### Source information
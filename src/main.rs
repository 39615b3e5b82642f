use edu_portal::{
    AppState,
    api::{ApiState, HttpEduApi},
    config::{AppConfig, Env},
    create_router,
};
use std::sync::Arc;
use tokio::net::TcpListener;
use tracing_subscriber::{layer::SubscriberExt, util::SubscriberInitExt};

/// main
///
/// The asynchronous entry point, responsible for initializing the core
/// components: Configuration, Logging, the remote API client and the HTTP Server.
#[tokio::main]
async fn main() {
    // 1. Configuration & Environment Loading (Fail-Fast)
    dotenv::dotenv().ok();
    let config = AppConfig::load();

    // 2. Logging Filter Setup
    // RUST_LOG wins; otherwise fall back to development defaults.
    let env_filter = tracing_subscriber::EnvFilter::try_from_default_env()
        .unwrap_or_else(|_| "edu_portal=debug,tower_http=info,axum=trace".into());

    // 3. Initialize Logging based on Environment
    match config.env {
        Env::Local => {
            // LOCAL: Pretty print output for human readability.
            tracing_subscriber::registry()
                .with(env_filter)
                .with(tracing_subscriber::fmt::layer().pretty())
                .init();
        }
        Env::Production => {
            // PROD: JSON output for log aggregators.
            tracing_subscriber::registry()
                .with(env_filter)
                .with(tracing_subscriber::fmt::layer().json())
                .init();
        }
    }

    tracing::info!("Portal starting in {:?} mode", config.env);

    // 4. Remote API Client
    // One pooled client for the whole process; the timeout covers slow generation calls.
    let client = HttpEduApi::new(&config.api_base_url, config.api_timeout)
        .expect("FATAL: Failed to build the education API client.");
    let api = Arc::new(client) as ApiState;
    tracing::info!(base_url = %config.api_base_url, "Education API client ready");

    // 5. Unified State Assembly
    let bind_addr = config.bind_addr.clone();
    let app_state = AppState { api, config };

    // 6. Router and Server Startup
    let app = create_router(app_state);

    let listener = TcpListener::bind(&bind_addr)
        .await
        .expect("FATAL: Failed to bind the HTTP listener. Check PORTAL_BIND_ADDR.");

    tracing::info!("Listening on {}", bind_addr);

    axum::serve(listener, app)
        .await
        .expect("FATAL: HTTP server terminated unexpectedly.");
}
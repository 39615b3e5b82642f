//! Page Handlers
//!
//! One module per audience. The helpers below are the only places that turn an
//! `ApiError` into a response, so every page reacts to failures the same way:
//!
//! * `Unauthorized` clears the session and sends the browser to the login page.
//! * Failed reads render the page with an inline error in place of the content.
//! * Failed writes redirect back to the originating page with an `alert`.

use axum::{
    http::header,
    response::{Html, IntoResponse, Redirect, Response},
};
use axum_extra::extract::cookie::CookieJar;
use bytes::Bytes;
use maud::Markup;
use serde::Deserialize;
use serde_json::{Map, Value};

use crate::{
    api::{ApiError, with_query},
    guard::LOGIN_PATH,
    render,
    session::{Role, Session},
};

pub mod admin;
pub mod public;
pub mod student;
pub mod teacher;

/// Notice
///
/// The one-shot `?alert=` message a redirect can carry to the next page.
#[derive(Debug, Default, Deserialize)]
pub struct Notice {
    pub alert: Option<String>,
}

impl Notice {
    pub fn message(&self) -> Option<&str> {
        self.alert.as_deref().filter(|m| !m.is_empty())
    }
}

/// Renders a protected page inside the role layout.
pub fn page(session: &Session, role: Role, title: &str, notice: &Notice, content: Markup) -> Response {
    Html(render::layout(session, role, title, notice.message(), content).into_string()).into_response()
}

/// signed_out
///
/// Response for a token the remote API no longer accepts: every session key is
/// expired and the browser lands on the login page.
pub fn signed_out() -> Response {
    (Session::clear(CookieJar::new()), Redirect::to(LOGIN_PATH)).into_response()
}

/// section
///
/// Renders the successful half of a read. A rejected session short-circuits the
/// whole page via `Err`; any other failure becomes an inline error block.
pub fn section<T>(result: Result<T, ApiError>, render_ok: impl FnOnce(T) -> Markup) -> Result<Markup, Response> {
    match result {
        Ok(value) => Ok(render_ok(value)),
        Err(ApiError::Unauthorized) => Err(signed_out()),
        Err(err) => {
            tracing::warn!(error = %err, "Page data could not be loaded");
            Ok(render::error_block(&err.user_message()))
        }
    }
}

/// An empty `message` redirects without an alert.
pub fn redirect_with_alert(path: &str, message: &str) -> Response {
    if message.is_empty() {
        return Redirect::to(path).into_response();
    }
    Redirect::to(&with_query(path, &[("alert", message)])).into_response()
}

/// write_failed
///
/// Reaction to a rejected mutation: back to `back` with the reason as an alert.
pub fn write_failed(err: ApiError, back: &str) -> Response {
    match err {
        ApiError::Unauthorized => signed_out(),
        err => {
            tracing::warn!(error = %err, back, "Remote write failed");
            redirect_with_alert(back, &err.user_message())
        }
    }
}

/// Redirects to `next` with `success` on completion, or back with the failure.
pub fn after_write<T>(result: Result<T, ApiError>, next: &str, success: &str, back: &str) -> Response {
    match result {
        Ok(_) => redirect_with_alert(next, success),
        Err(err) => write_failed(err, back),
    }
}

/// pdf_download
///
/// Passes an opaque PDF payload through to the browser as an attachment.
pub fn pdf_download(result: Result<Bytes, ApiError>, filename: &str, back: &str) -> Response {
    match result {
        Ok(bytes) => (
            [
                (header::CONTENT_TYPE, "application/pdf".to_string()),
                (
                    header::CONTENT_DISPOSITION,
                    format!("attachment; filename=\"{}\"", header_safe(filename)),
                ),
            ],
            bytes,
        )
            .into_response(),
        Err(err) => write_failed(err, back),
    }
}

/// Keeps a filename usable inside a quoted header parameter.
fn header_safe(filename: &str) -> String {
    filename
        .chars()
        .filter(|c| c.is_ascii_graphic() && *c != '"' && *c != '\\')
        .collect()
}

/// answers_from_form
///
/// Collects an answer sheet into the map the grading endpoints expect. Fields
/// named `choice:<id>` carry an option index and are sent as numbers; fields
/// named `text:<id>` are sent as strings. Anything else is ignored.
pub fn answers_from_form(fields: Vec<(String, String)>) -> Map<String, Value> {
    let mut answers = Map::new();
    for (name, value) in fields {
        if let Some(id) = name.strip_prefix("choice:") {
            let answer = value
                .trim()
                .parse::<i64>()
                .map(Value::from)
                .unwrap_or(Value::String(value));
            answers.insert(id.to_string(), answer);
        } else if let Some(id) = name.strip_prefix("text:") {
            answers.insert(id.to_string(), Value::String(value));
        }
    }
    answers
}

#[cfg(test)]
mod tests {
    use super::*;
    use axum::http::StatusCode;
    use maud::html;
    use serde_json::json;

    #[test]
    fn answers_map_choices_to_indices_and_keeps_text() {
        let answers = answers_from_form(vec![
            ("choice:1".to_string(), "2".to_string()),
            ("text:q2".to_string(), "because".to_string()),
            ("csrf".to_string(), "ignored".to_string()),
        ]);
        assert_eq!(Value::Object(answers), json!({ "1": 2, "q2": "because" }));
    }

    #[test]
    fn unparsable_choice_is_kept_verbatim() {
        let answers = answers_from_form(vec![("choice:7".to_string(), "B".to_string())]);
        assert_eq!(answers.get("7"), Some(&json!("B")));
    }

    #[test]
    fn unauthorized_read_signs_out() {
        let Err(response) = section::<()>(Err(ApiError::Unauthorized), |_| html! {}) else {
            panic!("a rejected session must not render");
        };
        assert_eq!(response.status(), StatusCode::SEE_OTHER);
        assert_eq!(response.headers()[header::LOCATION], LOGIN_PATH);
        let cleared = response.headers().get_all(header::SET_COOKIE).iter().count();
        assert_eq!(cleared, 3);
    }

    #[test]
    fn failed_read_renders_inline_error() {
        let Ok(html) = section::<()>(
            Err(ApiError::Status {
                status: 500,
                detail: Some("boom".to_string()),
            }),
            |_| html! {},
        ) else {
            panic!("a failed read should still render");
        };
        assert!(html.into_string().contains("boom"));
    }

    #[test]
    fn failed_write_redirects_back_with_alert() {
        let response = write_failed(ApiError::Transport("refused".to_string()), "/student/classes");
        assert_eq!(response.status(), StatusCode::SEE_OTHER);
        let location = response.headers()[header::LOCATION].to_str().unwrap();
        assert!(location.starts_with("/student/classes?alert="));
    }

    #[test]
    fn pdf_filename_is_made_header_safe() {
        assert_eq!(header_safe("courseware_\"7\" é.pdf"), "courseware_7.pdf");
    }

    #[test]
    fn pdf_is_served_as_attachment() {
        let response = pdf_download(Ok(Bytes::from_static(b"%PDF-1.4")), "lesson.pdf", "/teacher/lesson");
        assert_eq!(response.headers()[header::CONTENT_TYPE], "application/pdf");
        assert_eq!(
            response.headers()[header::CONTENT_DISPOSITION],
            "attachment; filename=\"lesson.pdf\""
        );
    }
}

### Exercise prompt
Work out how many lines in the records above contain the word "AppState", and reply with that number alone.

### Solution
2